§ **DATA FOR PROCESSING**:
--- START ---
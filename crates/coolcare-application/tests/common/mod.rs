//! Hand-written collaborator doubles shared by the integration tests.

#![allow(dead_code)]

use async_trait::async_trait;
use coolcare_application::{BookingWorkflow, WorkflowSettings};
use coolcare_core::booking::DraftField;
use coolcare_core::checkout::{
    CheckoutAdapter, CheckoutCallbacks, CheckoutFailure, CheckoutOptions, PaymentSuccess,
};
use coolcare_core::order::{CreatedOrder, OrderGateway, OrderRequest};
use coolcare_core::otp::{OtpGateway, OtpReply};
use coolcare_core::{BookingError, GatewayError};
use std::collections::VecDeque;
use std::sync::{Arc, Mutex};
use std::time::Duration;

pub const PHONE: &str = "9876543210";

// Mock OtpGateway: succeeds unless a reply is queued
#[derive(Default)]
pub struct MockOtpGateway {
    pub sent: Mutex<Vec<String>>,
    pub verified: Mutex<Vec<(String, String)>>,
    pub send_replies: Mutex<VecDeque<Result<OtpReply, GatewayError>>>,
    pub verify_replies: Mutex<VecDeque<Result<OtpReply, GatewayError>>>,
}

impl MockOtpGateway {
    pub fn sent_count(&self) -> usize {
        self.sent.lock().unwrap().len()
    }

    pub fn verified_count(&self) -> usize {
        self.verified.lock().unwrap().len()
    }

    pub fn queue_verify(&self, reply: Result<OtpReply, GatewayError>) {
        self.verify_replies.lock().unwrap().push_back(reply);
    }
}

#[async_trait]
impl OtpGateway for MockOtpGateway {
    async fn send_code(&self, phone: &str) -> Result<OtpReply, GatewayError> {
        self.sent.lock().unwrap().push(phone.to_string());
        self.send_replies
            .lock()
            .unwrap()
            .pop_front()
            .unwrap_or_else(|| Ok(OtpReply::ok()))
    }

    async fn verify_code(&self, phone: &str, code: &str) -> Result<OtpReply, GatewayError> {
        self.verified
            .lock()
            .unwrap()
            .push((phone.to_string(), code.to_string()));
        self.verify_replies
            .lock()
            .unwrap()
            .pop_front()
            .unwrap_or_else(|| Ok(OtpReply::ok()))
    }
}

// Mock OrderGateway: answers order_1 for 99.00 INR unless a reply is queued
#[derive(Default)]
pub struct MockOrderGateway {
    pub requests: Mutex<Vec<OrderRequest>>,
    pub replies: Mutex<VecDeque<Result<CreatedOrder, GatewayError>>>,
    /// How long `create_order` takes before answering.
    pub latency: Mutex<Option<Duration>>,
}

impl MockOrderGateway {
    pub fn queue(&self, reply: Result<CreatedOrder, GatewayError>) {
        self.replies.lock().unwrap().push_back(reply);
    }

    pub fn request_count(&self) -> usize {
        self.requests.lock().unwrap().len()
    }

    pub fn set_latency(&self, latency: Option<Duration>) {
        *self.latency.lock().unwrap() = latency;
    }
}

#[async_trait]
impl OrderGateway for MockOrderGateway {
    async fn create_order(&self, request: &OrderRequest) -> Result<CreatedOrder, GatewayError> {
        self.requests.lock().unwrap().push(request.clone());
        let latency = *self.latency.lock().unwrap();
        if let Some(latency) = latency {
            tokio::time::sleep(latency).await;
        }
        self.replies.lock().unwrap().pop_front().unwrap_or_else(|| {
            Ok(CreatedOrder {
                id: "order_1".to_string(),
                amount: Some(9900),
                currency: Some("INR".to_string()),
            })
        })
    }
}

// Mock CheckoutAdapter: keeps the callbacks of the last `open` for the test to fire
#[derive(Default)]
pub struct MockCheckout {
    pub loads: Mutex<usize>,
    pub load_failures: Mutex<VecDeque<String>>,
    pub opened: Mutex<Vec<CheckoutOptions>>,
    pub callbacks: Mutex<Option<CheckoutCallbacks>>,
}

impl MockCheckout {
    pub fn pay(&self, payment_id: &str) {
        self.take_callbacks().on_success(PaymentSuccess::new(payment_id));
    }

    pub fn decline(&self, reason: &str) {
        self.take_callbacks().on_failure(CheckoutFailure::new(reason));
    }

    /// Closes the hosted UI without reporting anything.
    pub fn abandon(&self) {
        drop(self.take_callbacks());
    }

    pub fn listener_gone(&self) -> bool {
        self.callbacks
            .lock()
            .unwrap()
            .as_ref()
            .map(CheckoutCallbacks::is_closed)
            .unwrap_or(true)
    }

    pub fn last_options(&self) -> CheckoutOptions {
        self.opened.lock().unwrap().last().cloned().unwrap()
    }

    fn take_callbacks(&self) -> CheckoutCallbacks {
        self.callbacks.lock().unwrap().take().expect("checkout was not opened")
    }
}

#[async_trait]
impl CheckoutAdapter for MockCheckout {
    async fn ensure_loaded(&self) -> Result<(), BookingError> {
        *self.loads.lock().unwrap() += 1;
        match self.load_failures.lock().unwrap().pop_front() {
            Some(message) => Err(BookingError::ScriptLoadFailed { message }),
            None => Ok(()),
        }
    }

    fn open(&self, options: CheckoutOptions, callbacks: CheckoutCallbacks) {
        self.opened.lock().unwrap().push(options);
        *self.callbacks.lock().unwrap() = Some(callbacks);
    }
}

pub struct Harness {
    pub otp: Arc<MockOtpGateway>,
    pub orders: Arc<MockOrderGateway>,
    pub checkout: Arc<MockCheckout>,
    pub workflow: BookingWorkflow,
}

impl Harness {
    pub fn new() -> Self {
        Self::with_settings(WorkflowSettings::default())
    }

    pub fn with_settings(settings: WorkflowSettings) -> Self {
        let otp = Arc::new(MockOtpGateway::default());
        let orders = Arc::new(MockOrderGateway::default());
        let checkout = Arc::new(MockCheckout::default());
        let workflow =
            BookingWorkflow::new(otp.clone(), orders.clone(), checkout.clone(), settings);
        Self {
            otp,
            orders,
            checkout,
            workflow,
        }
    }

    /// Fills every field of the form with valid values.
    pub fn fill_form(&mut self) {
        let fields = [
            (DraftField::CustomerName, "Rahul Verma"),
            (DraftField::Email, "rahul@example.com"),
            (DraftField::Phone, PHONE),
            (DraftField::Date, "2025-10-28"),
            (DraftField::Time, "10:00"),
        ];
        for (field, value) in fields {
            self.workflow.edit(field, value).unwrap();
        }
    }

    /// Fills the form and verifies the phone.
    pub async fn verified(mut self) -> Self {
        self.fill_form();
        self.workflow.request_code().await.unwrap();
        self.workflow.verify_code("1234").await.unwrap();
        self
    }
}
--- END ---
§ **WHAT IS BEING ASKED**:
The entries shown above must be restated word for word.

§ **RESULT BELOW**:
filename crates/coolcare-application/tests/common/mod.rs
//! Hand-written collaborator doubles shared by the integration tests.

#![allow(dead_code)]

use async_trait::async_trait;
use coolcare_application::{BookingWorkflow, WorkflowSettings};
use coolcare_core::booking::DraftField;
use coolcare_core::checkout::{
    CheckoutAdapter, CheckoutCallbacks, CheckoutFailure, CheckoutOptions, PaymentSuccess,
};
use coolcare_core::order::{CreatedOrder, OrderGateway, OrderRequest};
use coolcare_core::otp::{OtpGateway, OtpReply};
use coolcare_core::{BookingError, GatewayError};
use std::collections::VecDeque;
use std::sync::{Arc, Mutex};
use std::time::Duration;

pub const PHONE: &str = "9876543210";

// Mock OtpGateway: succeeds unless a reply is queued
#[derive(Default)]
pub struct MockOtpGateway {
    pub sent: Mutex<Vec<String>>,
    pub verified: Mutex<Vec<(String, String)>>,
    pub send_replies: Mutex<VecDeque<Result<OtpReply, GatewayError>>>,
    pub verify_replies: Mutex<VecDeque<Result<OtpReply, GatewayError>>>,
}

impl MockOtpGateway {
    pub fn sent_count(&self) -> usize {
        self.sent.lock().unwrap().len()
    }

    pub fn verified_count(&self) -> usize {
        self.verified.lock().unwrap().len()
    }

    pub fn queue_verify(&self, reply: Result<OtpReply, GatewayError>) {
        self.verify_replies.lock().unwrap().push_back(reply);
    }
}

#[async_trait]
impl OtpGateway for MockOtpGateway {
    async fn send_code(&self, phone: &str) -> Result<OtpReply, GatewayError> {
        self.sent.lock().unwrap().push(phone.to_string());
        self.send_replies
            .lock()
            .unwrap()
            .pop_front()
            .unwrap_or_else(|| Ok(OtpReply::ok()))
    }

    async fn verify_code(&self, phone: &str, code: &str) -> Result<OtpReply, GatewayError> {
        self.verified
            .lock()
            .unwrap()
            .push((phone.to_string(), code.to_string()));
        self.verify_replies
            .lock()
            .unwrap()
            .pop_front()
            .unwrap_or_else(|| Ok(OtpReply::ok()))
    }
}

// Mock OrderGateway: answers order_1 for 99.00 INR unless a reply is queued
#[derive(Default)]
pub struct MockOrderGateway {
    pub requests: Mutex<Vec<OrderRequest>>,
    pub replies: Mutex<VecDeque<Result<CreatedOrder, GatewayError>>>,
    /// How long `create_order` takes before answering.
    pub latency: Mutex<Option<Duration>>,
}

impl MockOrderGateway {
    pub fn queue(&self, reply: Result<CreatedOrder, GatewayError>) {
        self.replies.lock().unwrap().push_back(reply);
    }

    pub fn request_count(&self) -> usize {
        self.requests.lock().unwrap().len()
    }

    pub fn set_latency(&self, latency: Option<Duration>) {
        *self.latency.lock().unwrap() = latency;
    }
}

#[async_trait]
impl OrderGateway for MockOrderGateway {
    async fn create_order(&self, request: &OrderRequest) -> Result<CreatedOrder, GatewayError> {
        self.requests.lock().unwrap().push(request.clone());
        let latency = *self.latency.lock().unwrap();
        if let Some(latency) = latency {
            tokio::time::sleep(latency).await;
        }
        self.replies.lock().unwrap().pop_front().unwrap_or_else(|| {
            Ok(CreatedOrder {
                id: "order_1".to_string(),
                amount: Some(9900),
                currency: Some("INR".to_string()),
            })
        })
    }
}

// Mock CheckoutAdapter: keeps the callbacks of the last `open` for the test to fire
#[derive(Default)]
pub struct MockCheckout {
    pub loads: Mutex<usize>,
    pub load_failures: Mutex<VecDeque<String>>,
    pub opened: Mutex<Vec<CheckoutOptions>>,
    pub callbacks: Mutex<Option<CheckoutCallbacks>>,
}

impl MockCheckout {
    pub fn pay(&self, payment_id: &str) {
        self.take_callbacks().on_success(PaymentSuccess::new(payment_id));
    }

    pub fn decline(&self, reason: &str) {
        self.take_callbacks().on_failure(CheckoutFailure::new(reason));
    }

    /// Closes the hosted UI without reporting anything.
    pub fn abandon(&self) {
        drop(self.take_callbacks());
    }

    pub fn listener_gone(&self) -> bool {
        self.callbacks
            .lock()
            .unwrap()
            .as_ref()
            .map(CheckoutCallbacks::is_closed)
            .unwrap_or(true)
    }

    pub fn last_options(&self) -> CheckoutOptions {
        self.opened.lock().unwrap().last().cloned().unwrap()
    }

    fn take_callbacks(&self) -> CheckoutCallbacks {
        self.callbacks.lock().unwrap().take().expect("checkout was not opened")
    }
}

#[async_trait]
impl CheckoutAdapter for MockCheckout {
    async fn ensure_loaded(&self) -> Result<(), BookingError> {
        *self.loads.lock().unwrap() += 1;
        match self.load_failures.lock().unwrap().pop_front() {
            Some(message) => Err(BookingError::ScriptLoadFailed { message }),
            None => Ok(()),
        }
    }

    fn open(&self, options: CheckoutOptions, callbacks: CheckoutCallbacks) {
        self.opened.lock().unwrap().push(options);
        *self.callbacks.lock().unwrap() = Some(callbacks);
    }
}

pub struct Harness {
    pub otp: Arc<MockOtpGateway>,
    pub orders: Arc<MockOrderGateway>,
    pub checkout: Arc<MockCheckout>,
    pub workflow: BookingWorkflow,
}

impl Harness {
    pub fn new() -> Self {
        Self::with_settings(WorkflowSettings::default())
    }

    pub fn with_settings(settings: WorkflowSettings) -> Self {
        let otp = Arc::new(MockOtpGateway::default());
        let orders = Arc::new(MockOrderGateway::default());
        let checkout = Arc::new(MockCheckout::default());
        let workflow =
            BookingWorkflow::new(otp.clone(), orders.clone(), checkout.clone(), settings);
        Self {
            otp,
            orders,
            checkout,
            workflow,
        }
    }

    /// Fills every field of the form with valid values.
    pub fn fill_form(&mut self) {
        let fields = [
            (DraftField::CustomerName, "Rahul Verma"),
            (DraftField::Email, "rahul@example.com"),
            (DraftField::Phone, PHONE),
            (DraftField::Date, "2025-10-28"),
            (DraftField::Time, "10:00"),
        ];
        for (field, value) in fields {
            self.workflow.edit(field, value).unwrap();
        }
    }

    /// Fills the form and verifies the phone.
    pub async fn verified(mut self) -> Self {
        self.fill_form();
        self.workflow.request_code().await.unwrap();
        self.workflow.verify_code("1234").await.unwrap();
        self
    }
}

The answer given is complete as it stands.